WHAT TO DO:
Without omitting anything, return the records precisely as given.

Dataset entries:
#####

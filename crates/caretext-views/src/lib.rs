// SPDX-License-Identifier: AGPL-3.0-or-later
//! CareText Views - HTML fragment builders for the display surfaces
//!
//! One builder per surface: the chat panel, the symptom-analysis results
//! region, the record-summary region and the medication-info region. Every
//! free-text field flows through the `caretext-core` formatter; every other
//! interpolated scalar is entity-escaped with the same primitive.
//!
//! Builders return fragments only. Event wiring, fetch plumbing and
//! injection into the live document belong to the host layer.

pub mod chat;
pub mod panels;

pub use chat::{message_html, typing_indicator_html, Sender};
pub use panels::{drug_info_html, error_box, summary_html, symptom_results_html};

#####

RESPONSE FOR THIS EXERCISE:
filename crates/caretext-views/src/lib.rs
// SPDX-License-Identifier: AGPL-3.0-or-later
//! CareText Views - HTML fragment builders for the display surfaces
//!
//! One builder per surface: the chat panel, the symptom-analysis results
//! region, the record-summary region and the medication-info region. Every
//! free-text field flows through the `caretext-core` formatter; every other
//! interpolated scalar is entity-escaped with the same primitive.
//!
//! Builders return fragments only. Event wiring, fetch plumbing and
//! injection into the live document belong to the host layer.

pub mod chat;
pub mod panels;

pub use chat::{message_html, typing_indicator_html, Sender};
pub use panels::{drug_info_html, error_box, summary_html, symptom_results_html};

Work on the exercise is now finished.